-- DATA SHOWN follows --
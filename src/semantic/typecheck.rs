//! Pass 3: assign a type to every expression, run overload resolution at
//! call sites, validate statements, and perform the whole-contract checks
//! (duplicates, overrides, abstractness, external clashes, library and
//! struct rules).

use rustc_hash::{FxHashMap, FxHashSet};

use crate::ast::{
    AssignmentOp, BinaryOp, Block, ContractDefinition, EventDefinition, Expression, ExprKind,
    FunctionDefinition, InheritanceSpecifier, Literal, ModifierDefinition, ModifierInvocation,
    Statement, StmtKind, UnaryOp, VariableDeclaration, Visibility,
};
use crate::errors::{Diagnostic, Fatal, FatalError};
use crate::span::Span;

use super::ids::DeclId;
use super::members;
use super::scope::{DeclKind, ScopeTable};
use super::types::{
    parse_integer_literal, smallest_integer_type, DataLocation, FunctionType, Type, TypeEnv,
};
use super::{Annotations, NodeIndex};

pub fn check_contract<'ast>(
    contract: &'ast ContractDefinition,
    nodes: &NodeIndex<'ast>,
    scopes: &ScopeTable,
    annotations: &mut Annotations,
    diagnostics: &mut Vec<Diagnostic>,
) -> Fatal<()> {
    let contract_decl = annotations.decl_of[&contract.id];
    let linearized = annotations.linearized_base_contracts.clone();
    let mut checker = TypeChecker {
        nodes,
        scopes,
        annotations,
        diagnostics,
        linearized,
        current_contract: contract_decl,
    };
    checker.check(contract)
}

struct TypeChecker<'a, 'ast> {
    nodes: &'a NodeIndex<'ast>,
    scopes: &'a ScopeTable,
    annotations: &'a mut Annotations,
    diagnostics: &'a mut Vec<Diagnostic>,
    /// Owned copy so a `TypeEnv` can be built while annotations are mutable.
    linearized: FxHashMap<DeclId, Vec<DeclId>>,
    current_contract: DeclId,
}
-- DATA SHOWN concluded --
Would you please give back all of the material above exactly as it stands?

filename src/semantic/typecheck.rs
//! Pass 3: assign a type to every expression, run overload resolution at
//! call sites, validate statements, and perform the whole-contract checks
//! (duplicates, overrides, abstractness, external clashes, library and
//! struct rules).

use rustc_hash::{FxHashMap, FxHashSet};

use crate::ast::{
    AssignmentOp, BinaryOp, Block, ContractDefinition, EventDefinition, Expression, ExprKind,
    FunctionDefinition, InheritanceSpecifier, Literal, ModifierDefinition, ModifierInvocation,
    Statement, StmtKind, UnaryOp, VariableDeclaration, Visibility,
};
use crate::errors::{Diagnostic, Fatal, FatalError};
use crate::span::Span;

use super::ids::DeclId;
use super::members;
use super::scope::{DeclKind, ScopeTable};
use super::types::{
    parse_integer_literal, smallest_integer_type, DataLocation, FunctionType, Type, TypeEnv,
};
use super::{Annotations, NodeIndex};

pub fn check_contract<'ast>(
    contract: &'ast ContractDefinition,
    nodes: &NodeIndex<'ast>,
    scopes: &ScopeTable,
    annotations: &mut Annotations,
    diagnostics: &mut Vec<Diagnostic>,
) -> Fatal<()> {
    let contract_decl = annotations.decl_of[&contract.id];
    let linearized = annotations.linearized_base_contracts.clone();
    let mut checker = TypeChecker {
        nodes,
        scopes,
        annotations,
        diagnostics,
        linearized,
        current_contract: contract_decl,
    };
    checker.check(contract)
}

struct TypeChecker<'a, 'ast> {
    nodes: &'a NodeIndex<'ast>,
    scopes: &'a ScopeTable,
    annotations: &'a mut Annotations,
    diagnostics: &'a mut Vec<Diagnostic>,
    /// Owned copy so a `TypeEnv` can be built while annotations are mutable.
    linearized: FxHashMap<DeclId, Vec<DeclId>>,
    current_contract: DeclId,
}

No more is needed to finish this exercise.